Open-source Software

Don't see what you're looking for? Try our advanced search.

Other intellectual property is available through USC's innovation-oriented Stevens Center for Innovation.


Carmel is a finite-state transducer package written by Jonathan Graehl at USC/ISI. Carmel includes code for handling finite-state acceptors and transducers, weighted transitions, empty transitions on input and output, composition, k-most likely input/output strings, and both Bayesian (Gibbs sampling) and EM (forward-backward) training.

Tiburon is a tree transducer package written by Jonathan May at USC/ISI. Tiburon is designed to handle weighted regular tree grammars, context-free grammars, and both tree-to-tree and tree-to-string transducers, and can perform composition, intersection, application, determinization, inside/outside training, pruning, return k-most likely trees, Viterbi derivations, and other useful things.
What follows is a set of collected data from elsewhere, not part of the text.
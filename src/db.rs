use crate::config::LedgerConfig;
use crate::error::{LedgerError, Result};
use chrono::{DateTime, Utc};
use rusqlite::{params, Connection, TransactionBehavior};
use serde::{Deserialize, Serialize};
use std::ops::Deref;
use std::path::Path;
use std::time::Duration;

/// Actor recorded for writes the ledger performs on its own behalf
pub const LEDGER_ACTOR: &str = "ledger";

// ============================================================================
// CONNECTION
// ============================================================================

/// Open the store, apply pragmas and make sure the base schema exists.
///
/// Each unit of work gets its own handle; nothing here is global.
pub fn open(path: &Path, busy_timeout: Duration) -> Result<Connection> {
    let conn = Connection::open(path).map_err(LedgerError::Connectivity)?;
    configure(&conn, busy_timeout)?;
    setup_database(&conn)?;
    Ok(conn)
}

/// Open using the paths and timeouts from configuration.
pub fn open_with_config(config: &LedgerConfig) -> Result<Connection> {
    open(&config.database_path, config.busy_timeout())
}

/// In-memory store with the full schema (tests, demos).
pub fn open_in_memory() -> Result<Connection> {
    let conn = Connection::open_in_memory().map_err(LedgerError::Connectivity)?;
    configure(&conn, Duration::from_millis(0))?;
    setup_database(&conn)?;
    Ok(conn)
}

fn configure(conn: &Connection, busy_timeout: Duration) -> Result<()> {
    conn.busy_timeout(busy_timeout)
        .map_err(LedgerError::Connectivity)?;
    // WAL for crash recovery and readers that don't block the writer
    conn.pragma_update(None, "journal_mode", "WAL")
        .map_err(LedgerError::Connectivity)?;
    conn.pragma_update(None, "foreign_keys", "ON")
        .map_err(LedgerError::Connectivity)?;
    Ok(())
}

pub fn setup_database(conn: &Connection) -> Result<()> {
    // ==========================================================================
    // Accounts and registration
    // ==========================================================================
    conn.execute_batch(
        "CREATE TABLE IF NOT EXISTS users (
            UserID TEXT PRIMARY KEY,
            Username TEXT NOT NULL UNIQUE,
            Password TEXT NOT NULL,
            UserType TEXT NOT NULL CHECK (UserType IN ('Resident', 'Admin')),
            IsActive INTEGER NOT NULL DEFAULT 1,
            CreatedAt DATETIME DEFAULT CURRENT_TIMESTAMP
        );

        CREATE TABLE IF NOT EXISTS residents (
            ResidentID TEXT PRIMARY KEY,
            UserID TEXT REFERENCES users(UserID),
            RFirstName TEXT NOT NULL,
            RMiddleName TEXT,
            RLastName TEXT NOT NULL,
            Sex TEXT NOT NULL,
            ContactNo TEXT NOT NULL,
            Address TEXT
        );

        CREATE TABLE IF NOT EXISTS vehicles (
            VehicleID TEXT PRIMARY KEY,
            ResidentID TEXT NOT NULL REFERENCES residents(ResidentID),
            PlateNo TEXT NOT NULL UNIQUE,
            Brand TEXT NOT NULL,
            Model TEXT NOT NULL,
            Color TEXT
        );",
    )
    .map_err(LedgerError::from_write)?;

    // ==========================================================================
    // Ledger: violations and payments (amounts in centavos)
    // ==========================================================================
    conn.execute_batch(
        "CREATE TABLE IF NOT EXISTS violation_types (
            ViolationTypeID TEXT PRIMARY KEY,
            ViolationName TEXT NOT NULL UNIQUE,
            FineAmount INTEGER NOT NULL CHECK (FineAmount >= 0)
        );

        CREATE TABLE IF NOT EXISTS violations (
            ViolationID TEXT PRIMARY KEY,
            VehicleID TEXT NOT NULL REFERENCES vehicles(VehicleID),
            ViolationTypeID TEXT NOT NULL REFERENCES violation_types(ViolationTypeID),
            ViolationDate TEXT NOT NULL,
            IsDeleted INTEGER NOT NULL DEFAULT 0
        );

        CREATE TABLE IF NOT EXISTS payments (
            PaymentID TEXT PRIMARY KEY,
            ViolationID TEXT NOT NULL UNIQUE REFERENCES violations(ViolationID),
            PaymentType TEXT NOT NULL,
            ReceiptNo TEXT NOT NULL UNIQUE,
            AmountPaid INTEGER NOT NULL CHECK (AmountPaid > 0),
            PaymentDate TEXT NOT NULL,
            Status TEXT NOT NULL DEFAULT 'PAID',
            PayerName TEXT,
            ContactNo TEXT,
            ReferenceNo TEXT
        );

        CREATE TABLE IF NOT EXISTS id_sequences (
            Prefix TEXT PRIMARY KEY,
            LastValue INTEGER NOT NULL
        );",
    )
    .map_err(LedgerError::from_write)?;

    // ==========================================================================
    // Activity log (audit trail)
    // ==========================================================================
    conn.execute(
        "CREATE TABLE IF NOT EXISTS activity_logs (
            id INTEGER PRIMARY KEY AUTOINCREMENT,
            event_id TEXT UNIQUE NOT NULL,
            timestamp TEXT NOT NULL,
            actor TEXT NOT NULL,
            action TEXT NOT NULL,
            table_affected TEXT,
            record_id TEXT,
            details TEXT NOT NULL
        )",
        [],
    )
    .map_err(LedgerError::from_write)?;

    // ==========================================================================
    // Indexes
    // ==========================================================================
    conn.execute_batch(
        "CREATE INDEX IF NOT EXISTS idx_vehicles_resident ON vehicles(ResidentID);
         CREATE INDEX IF NOT EXISTS idx_violations_vehicle ON violations(VehicleID);
         CREATE INDEX IF NOT EXISTS idx_violations_date ON violations(ViolationDate);
         CREATE INDEX IF NOT EXISTS idx_activity_record
             ON activity_logs(table_affected, record_id);",
    )
    .map_err(LedgerError::from_write)?;

    Ok(())
}

// ============================================================================
// WRITE TRANSACTION
// ============================================================================

/// A write unit of work.
///
/// Always `BEGIN IMMEDIATE`: the database write lock is held from the first
/// statement, so read-then-insert sequences inside it cannot interleave with
/// another writer. Dropping without `commit()` rolls everything back.
pub struct WriteTx<'c> {
    tx: rusqlite::Transaction<'c>,
}

pub fn begin_write(conn: &mut Connection) -> Result<WriteTx<'_>> {
    let tx = conn
        .transaction_with_behavior(TransactionBehavior::Immediate)
        .map_err(LedgerError::Connectivity)?;
    Ok(WriteTx { tx })
}

impl WriteTx<'_> {
    pub fn commit(self) -> Result<()> {
        self.tx.commit().map_err(LedgerError::from_write)
    }
}

impl Deref for WriteTx<'_> {
    type Target = Connection;

    fn deref(&self) -> &Connection {
        &self.tx
    }
}

// ============================================================================
// ACTIVITY LOG
// ============================================================================

/// One audit-trail entry
#[derive(Debug, Serialize, Deserialize, Clone)]
pub struct ActivityEvent {
    pub event_id: String,
    pub timestamp: DateTime<Utc>,
    pub actor: String,
    pub action: String,
    pub table_affected: Option<String>,
    pub record_id: Option<String>,
    pub details: serde_json::Value,
}

impl ActivityEvent {
    pub fn new(
        actor: &str,
        action: &str,
        table_affected: Option<&str>,
        record_id: Option<&str>,
        details: serde_json::Value,
    ) -> Self {
        Self {
            event_id: uuid::Uuid::new_v4().to_string(),
            timestamp: Utc::now(),
            actor: actor.to_string(),
            action: action.to_string(),
            table_affected: table_affected.map(str::to_string),
            record_id: record_id.map(str::to_string),
            details,
        }
    }
}

/// Append to the activity log.
///
/// Ledger writes call this with their own `WriteTx` so the entry commits or
/// rolls back together with the change it describes.
pub fn record_activity(conn: &Connection, event: &ActivityEvent) -> Result<()> {
    let details_json = serde_json::to_string(&event.details)
        .map_err(|e| LedgerError::validation(format!("activity details: {e}")))?;

    conn.execute(
        "INSERT INTO activity_logs (
            event_id, timestamp, actor, action, table_affected, record_id, details
        ) VALUES (?1, ?2, ?3, ?4, ?5, ?6, ?7)",
        params![
            event.event_id,
            event.timestamp.to_rfc3339(),
            event.actor,
            event.action,
            event.table_affected,
            event.record_id,
            details_json,
        ],
    )
    .map_err(LedgerError::from_write)?;

    Ok(())
}

/// Activity for one record, newest first
pub fn activity_for_record(
    conn: &Connection,
    table_affected: &str,
    record_id: &str,
) -> Result<Vec<ActivityEvent>> {
    let mut stmt = conn.prepare(
        "SELECT event_id, timestamp, actor, action, table_affected, record_id, details
         FROM activity_logs
         WHERE table_affected = ?1 AND record_id = ?2
         ORDER BY id DESC",
    )?;

    let events = stmt
        .query_map(params![table_affected, record_id], |row| {
            let timestamp_str: String = row.get(1)?;
            let details_json: String = row.get(6)?;

            Ok(ActivityEvent {
                event_id: row.get(0)?,
                timestamp: DateTime::parse_from_rfc3339(&timestamp_str)
                    .map_err(|e| {
                        rusqlite::Error::FromSqlConversionFailure(
                            1,
                            rusqlite::types::Type::Text,
                            Box::new(e),
                        )
                    })?
                    .with_timezone(&Utc),
                actor: row.get(2)?,
                action: row.get(3)?,
                table_affected: row.get(4)?,
                record_id: row.get(5)?,
                details: serde_json::from_str(&details_json).map_err(|e| {
                    rusqlite::Error::FromSqlConversionFailure(
                        6,
                        rusqlite::types::Type::Text,
                        Box::new(e),
                    )
                })?,
            })
        })?
        .collect::<std::result::Result<Vec<_>, _>>()?;

    Ok(events)
}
ARX and Phoebus: Information Extraction from Unstructured and Ungrammatical Text on Web
The project presents two implementations for performing information extraction from unstructured, ungrammatical text on the Web such as classified ads, auction listings, and forum posting titles. The ARX system is an automatic approach to exploiting reference sets for this extraction. The Phoebus system presents a machine learning approach exploiting reference sets.
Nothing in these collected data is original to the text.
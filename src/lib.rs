// RoadEye Ledger - Core Library
// Violation/payment ledger shared by the CLI, the API server, and tests

pub mod config;
pub mod db;
pub mod entities;
pub mod error;
pub mod ids;
pub mod migration;
pub mod money;
pub mod payments;
pub mod reports;
pub mod seed;
pub mod stats;
pub mod validation;
pub mod violations;

// Re-export commonly used types
pub use config::LedgerConfig;
pub use db::{
    activity_for_record, begin_write, open, open_in_memory, open_with_config, record_activity,
    setup_database, ActivityEvent, WriteTx,
};
pub use entities::{
    NewResident, NewVehicle, Resident, ResidentSummary, Sex, Vehicle, VehicleSummary,
    VehicleUpdate, ViolationType,
};
pub use error::{ErrorKind, LedgerError, Result};
pub use ids::{allocate, EntityKind, Identifier, ParseIdentifierError};
pub use migration::{ensure_schema, MigrationReport};
pub use money::Amount;
pub use payments::{
    payment_for_violation, payment_history, payment_status, recent_payments, record_payment,
    record_payment_as, Payment, PaymentMethod, PaymentStatus, Receipt, RecentPayment,
};
pub use reports::{
    dashboard, export_violations_csv, payment_summary, violations_report, Dashboard,
    PaymentSummary, ReportRow, ViolationsReport,
};
pub use seed::{populate, SeedPlan, SeedReport};
pub use stats::{aggregate, monthly_breakdown, Aggregate, MonthCount, MonthlyBreakdown, Scope};
pub use validation::PaymentForm;
pub use violations::{
    create_violation, create_violation_as, get_violation, list_violations, soft_delete,
    soft_delete_as, StatusFilter, ViolationDetail, ViolationFilter, ViolationSummary,
};

/// Library version
pub const VERSION: &str = env!("CARGO_PKG_VERSION");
BSL: A system for learning blocking schemes
Record linkage is the problem of determining the matches between two data sources. However, as data sources become larger and larger, this task becomes difficult and expensive. To aid in this process, blocking is the efficient generation of candidate matches which can then be examined in detail later to determine whether or not they are true matches. So, blocking is a preprocessing step to make record linkage a more scalable process.
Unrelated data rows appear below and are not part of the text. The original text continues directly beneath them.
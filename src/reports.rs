// 📑 Reports - the dashboard, the printable violations report, and the
// payment summary
//
// Each report takes its counters and peso totals from `stats::aggregate`
// and reads inside one snapshot, so a report's rows and its totals always
// describe the same state of the ledger.

use crate::entities::resident::{count_residents, get_resident};
use crate::entities::vehicle::{count_vehicles, vehicles_for_resident};
use crate::error::Result;
use crate::ids::Identifier;
use crate::money::Amount;
use crate::payments::{recent_payments, PaymentStatus, RecentPayment, PAID_DATE_SQL, STATUS_SQL};
use crate::stats::{aggregate, monthly_breakdown, Aggregate, MonthlyBreakdown, Scope};
use crate::violations::{
    date_at, datetime_at, DATETIME_FORMAT, DATE_FORMAT, LEDGER_JOIN, LIVE_IN_SCOPE,
};
use chrono::{Local, NaiveDate, NaiveDateTime};
use rusqlite::Connection;
use serde::Serialize;
use std::io::Write;
use tracing::info;

// ============================================================================
// DASHBOARD
// ============================================================================

#[derive(Debug, Clone, PartialEq, Eq, Serialize)]
pub struct Dashboard {
    pub scope: Scope,
    pub stats: Aggregate,
    pub monthly: MonthlyBreakdown,
    /// Registered residents; only reported for the all-violations scope
    pub residents: Option<i64>,
    /// All vehicles, or the resident's own
    pub vehicles: i64,
}

pub fn dashboard(conn: &Connection, scope: &Scope, year: i32) -> Result<Dashboard> {
    let snapshot = conn.unchecked_transaction()?;

    let (residents, vehicles) = match scope.resident()? {
        None => (Some(count_residents(&snapshot)?), count_vehicles(&snapshot)?),
        Some(resident) => {
            // unknown resident is NotFound, not an empty dashboard
            get_resident(&snapshot, resident)?;
            let owned = vehicles_for_resident(&snapshot, resident)?.len();
            (None, i64::try_from(owned).unwrap_or(i64::MAX))
        }
    };

    let dashboard = Dashboard {
        scope: *scope,
        stats: aggregate(&snapshot, scope)?,
        monthly: monthly_breakdown(&snapshot, scope, year)?,
        residents,
        vehicles,
    };

    Ok(dashboard)
}

// ============================================================================
// VIOLATIONS REPORT
// ============================================================================

#[derive(Debug, Clone, PartialEq, Eq, Serialize)]
pub struct ReportRow {
    pub violation_id: Identifier,
    pub resident_name: String,
    pub plate_no: String,
    pub brand: String,
    pub model: String,
    pub violation_type: String,
    pub date: NaiveDate,
    pub fine: Amount,
    pub status: PaymentStatus,
    /// Only set when the violation is paid
    pub payment_date: Option<NaiveDateTime>,
}

#[derive(Debug, Clone, PartialEq, Eq, Serialize)]
pub struct ViolationsReport {
    pub generated_at: NaiveDateTime,
    pub rows: Vec<ReportRow>,
    pub stats: Aggregate,
}

/// Every live violation, newest first, with the overall totals
pub fn violations_report(conn: &Connection) -> Result<ViolationsReport> {
    let snapshot = conn.unchecked_transaction()?;

    let sql = format!(
        "SELECT v.ViolationID,
                r.RFirstName || ' ' || r.RLastName,
                vh.PlateNo,
                vh.Brand,
                vh.Model,
                vt.ViolationName,
                v.ViolationDate,
                vt.FineAmount,
                {STATUS_SQL},
                {PAID_DATE_SQL}
         {LEDGER_JOIN}
         {LIVE_IN_SCOPE}
         ORDER BY v.ViolationDate DESC, v.ViolationID DESC"
    );

    let mut stmt = snapshot.prepare(&sql)?;
    let rows = stmt
        .query_map([Option::<Identifier>::None], |row| {
            Ok(ReportRow {
                violation_id: row.get(0)?,
                resident_name: row.get(1)?,
                plate_no: row.get(2)?,
                brand: row.get(3)?,
                model: row.get(4)?,
                violation_type: row.get(5)?,
                date: date_at(row, 6)?,
                fine: row.get(7)?,
                status: row.get(8)?,
                payment_date: datetime_at(row, 9)?,
            })
        })?
        .collect::<std::result::Result<Vec<_>, _>>()?;

    let stats = aggregate(&snapshot, &Scope::All)?;

    Ok(ViolationsReport {
        generated_at: Local::now().naive_local(),
        rows,
        stats,
    })
}

#[derive(Serialize)]
struct CsvRow<'a> {
    #[serde(rename = "Violation ID")]
    violation_id: String,
    #[serde(rename = "Resident")]
    resident: &'a str,
    #[serde(rename = "Plate No")]
    plate_no: &'a str,
    #[serde(rename = "Vehicle")]
    vehicle: String,
    #[serde(rename = "Violation")]
    violation_type: &'a str,
    #[serde(rename = "Date")]
    date: String,
    #[serde(rename = "Fine")]
    fine: String,
    #[serde(rename = "Status")]
    status: &'static str,
    #[serde(rename = "Payment Date")]
    payment_date: String,
}

/// Write the report rows as CSV with a header line
pub fn export_violations_csv<W: Write>(report: &ViolationsReport, writer: W) -> csv::Result<()> {
    let mut wtr = csv::Writer::from_writer(writer);

    for row in &report.rows {
        wtr.serialize(CsvRow {
            violation_id: row.violation_id.to_string(),
            resident: &row.resident_name,
            plate_no: &row.plate_no,
            vehicle: format!("{} {}", row.brand, row.model),
            violation_type: &row.violation_type,
            date: row.date.format(DATE_FORMAT).to_string(),
            fine: row.fine.to_string(),
            status: row.status.as_str(),
            payment_date: row
                .payment_date
                .map(|d| d.format(DATETIME_FORMAT).to_string())
                .unwrap_or_default(),
        })?;
    }

    wtr.flush()?;
    info!(rows = report.rows.len(), "violations report exported");
    Ok(())
}

// ============================================================================
// PAYMENT SUMMARY
// ============================================================================

#[derive(Debug, Clone, PartialEq, Eq, Serialize)]
pub struct PaymentSummary {
    pub stats: Aggregate,
    pub recent: Vec<RecentPayment>,
}

pub fn payment_summary(conn: &Connection, limit: usize) -> Result<PaymentSummary> {
    let snapshot = conn.unchecked_transaction()?;

    Ok(PaymentSummary {
        stats: aggregate(&snapshot, &Scope::All)?,
        recent: recent_payments(&snapshot, limit)?,
    })
}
EIDOS: Efficiently Inducing Definitions for Online Sources
The Internet is full of information sources providing various types of data from weather forecasts to travel deals. These sources can be accessed via web-forms, Web Services or RSS feeds. In order to make automated use of these sources, one needs to first model them semantically. Writing semantic descriptions for web sources is both tedious and error prone.

Digg 2009
This anonymized data set consists of the voting records for 3553 stories promoted to the front page over a period of a month in 2009. The voting record for each story contains id of the voter and time stamp of the vote. In addition, data about friendship links of voters was collected from Digg.